Si le rationalisme pittoresque produit ses principaux chefs-d’œuvre au début du siècle, le développement du logement social après 1919 offrira aux architectes des occasions bien plus nombreuses pour y déployer jeux de brique, pans de bois, linteaux métalliques ou toitures en débord.
Le concours des façades de la Ville de Paris
Le 28 mars 1899 sont proclamés les résultats du concours des façades de la Ville de Paris : parmi les lauréats figure le Castel Béranger, qui fait l’objet dès avril d’une exposition dans les salons du Figaro. Le concours des façades de la Ville de Paris est organisé pour la première fois en 1897 (alors pour la seule rue Réaumur). Cet événement constitue le signe d’une transformation décisive du paysage parisien : les hauteurs et les saillies animent désormais les rues d’un Paris haussmannien jugé alors uniforme. Depuis plusieurs décennies déjà, le débat sur l’esthétique architecturale et urbaine de Paris oppose les partisans d’une hiérarchie entre les édifices publics et privés d’une part, et d’autre part les défenseurs d’une libéralisation de la règle, qui irait dans le sens d’un renouveau pittoresque (plus de détails, plus de couleurs). C’est cette voie qu’officialise le règlement de voirie du 13 août 1902, dont le principal rédacteur, Louis Bonnier, est aussi l’un des plus ardents défenseurs de la cause pittoresque.

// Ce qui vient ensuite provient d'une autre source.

//! Identity service, application-layer orchestration
//!
//! Login, admin management and the first-run default admin live here.
//! HTTP handlers are thin wrappers that delegate to this service.

use std::sync::Arc;

use tracing::{info, warn};

use crate::config::AdminConfig;
use crate::domain::{DomainError, DomainResult, NewUser, RepositoryProvider, User, UserRole};
use crate::infrastructure::crypto::jwt::{create_token, JwtConfig};
use crate::infrastructure::crypto::password::{hash_password, verify_password};
use crate::shared::errors::InfraError;
use crate::shared::normalize_email;

const INVALID_LOGIN: &str = "Invalid email or password";

/// Authentication result returned after a successful login
#[derive(Debug, Clone)]
pub struct AuthResult {
    pub token: String,
    pub user: User,
}

pub struct IdentityService {
    repos: Arc<dyn RepositoryProvider>,
    jwt_config: JwtConfig,
    bcrypt_cost: u32,
}

impl IdentityService {
    pub fn new(repos: Arc<dyn RepositoryProvider>, jwt_config: JwtConfig, bcrypt_cost: u32) -> Self {
        Self {
            repos,
            jwt_config,
            bcrypt_cost,
        }
    }

    pub fn jwt_config(&self) -> &JwtConfig {
        &self.jwt_config
    }

    // ── Authentication ──────────────────────────────────────────

    /// Authenticate by e-mail + password and return a JWT.
    pub async fn login(&self, email: &str, password: &str) -> DomainResult<AuthResult> {
        let email = normalize_email(email);
        if email.is_empty() || password.is_empty() {
            return Err(DomainError::Validation(
                "Email and password are required".into(),
            ));
        }

        let Some(user) = self.repos.users().find_by_email(&email).await? else {
            return Err(DomainError::Unauthorized(INVALID_LOGIN.into()));
        };

        // A corrupt stored hash is treated like a wrong password.
        let valid = verify_password(password, &user.password_hash).unwrap_or(false);
        if !valid {
            return Err(DomainError::Unauthorized(INVALID_LOGIN.into()));
        }

        let token = create_token(&user, &self.jwt_config)
            .map_err(|e| InfraError::Crypto(format!("Failed to create token: {}", e)))?;

        info!(user_id = user.id, "User logged in");
        Ok(AuthResult { token, user })
    }

    // ── Admin management ────────────────────────────────────────

    pub async fn list_admins(&self) -> DomainResult<Vec<User>> {
        self.repos.users().list_admins().await
    }

    pub async fn create_admin(&self, name: &str, email: &str, password: &str) -> DomainResult<User> {
        let name = name.trim();
        let email = normalize_email(email);
        if name.is_empty() || email.is_empty() || password.is_empty() {
            return Err(DomainError::Validation(
                "name, email and password are required".into(),
            ));
        }

        if self.repos.users().find_by_email(&email).await?.is_some() {
            return Err(DomainError::Conflict("Email already exists".into()));
        }

        let password_hash = hash_password(password, self.bcrypt_cost)
            .map_err(|e| InfraError::Crypto(format!("Failed to hash password: {}", e)))?;

        let user = self
            .repos
            .users()
            .create(NewUser {
                name: name.to_string(),
                email,
                password_hash,
                role: UserRole::Admin,
            })
            .await?;

        info!(user_id = user.id, "Admin account created");
        Ok(user)
    }

    /// Delete an admin account on behalf of `actor_id`.
    ///
    /// Self-deletion and removing the last admin are refused.
    pub async fn delete_admin(&self, actor_id: Option<i32>, id: i32) -> DomainResult<()> {
        if actor_id == Some(id) {
            return Err(DomainError::Validation(
                "You cannot delete your own account".into(),
            ));
        }

        let users = self.repos.users();
        if users.count_admins().await? <= 1 {
            return Err(DomainError::Validation(
                "At least one admin must remain".into(),
            ));
        }

        let Some(target) = users.find_by_id(id).await? else {
            return Err(DomainError::not_found("Admin", id));
        };
        if !target.role.is_admin() {
            return Err(DomainError::Validation(
                "Target user is not an admin".into(),
            ));
        }

        users.delete(id).await?;
        info!(user_id = id, "Admin account deleted");
        Ok(())
    }

    // ── Bootstrap ───────────────────────────────────────────────

    /// Create the configured admin when no user exists yet.
    /// Returns the created user, or `None` if users already exist.
    pub async fn ensure_default_admin(&self, admin: &AdminConfig) -> DomainResult<Option<User>> {
        if self.repos.users().count().await? > 0 {
            return Ok(None);
        }

        let user = self
            .create_admin(&admin.name, &admin.email, &admin.password)
            .await?;
        warn!(
            email = %user.email,
            "Created default admin account; change its password"
        );
        Ok(Some(user))
    }
}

Prévue depuis 1864 mais inaugurée le 7 février 1897 seulement par le président Félix Faure, la rue Réaumur est en effet devenue le fief du pittoresque avec l’ouverture, la même année, d’un concours récompensant ses plus remarquables façades, dont les propriétaires bénéficieraient d’une exonération de moitié de leurs droits de voirie.
Étendu à l’ensemble des constructions parisiennes, le concours des façades saura finalement, à l’image de la composition de ses jurys, récompenser les bâtiments (six par an) les plus variés, témoignant de l’exceptionnelle richesse du moment : on y retrouve l’Art Nouveau d’Hector Guimard ou de Jules Lavirotte (29, avenue Rapp, 7e, 1901), l’éclectisme de Jacques Hermant (magasin « Aux Classes laborieuses », 85-87, rue du Faubourg-Saint-Martin, 10e, 1901) et d’Édouard Arnaud (hôtel particulier, 16, rue Octave-Feuillet, 16e, 1900), le Louis XVI de Joseph Cassien-Bernard et Paul Friesé (20, rue La-Fayette et 11, rue Pillet-Will, 9e, 1907) ou le mélange de rationalisme pittoresque et d’historicisme de Joseph Charlet et F. Perrin (43, rue des Couronnes, 20e, 1905), le style chargé de Charles Breffendilhe (18, rue Croix-des-Petits-Champs, 1er, 1898, détruit) ou celui délicatement épuré de Richard Bouwens van der Boijen (8, rue de Lota, 16e, 1899).
Maintenu jusqu’en 1938, le concours des façades n’aura cependant pas la même résonance entre les deux guerres : le débat sur la ville a évolué et Léandre Vaillat, dès 1918, dénonce l’erreur du Conseil municipal qui a cru, "de bonne foi, que la beauté d’un immeuble de rapport dépendait de son décor apparent".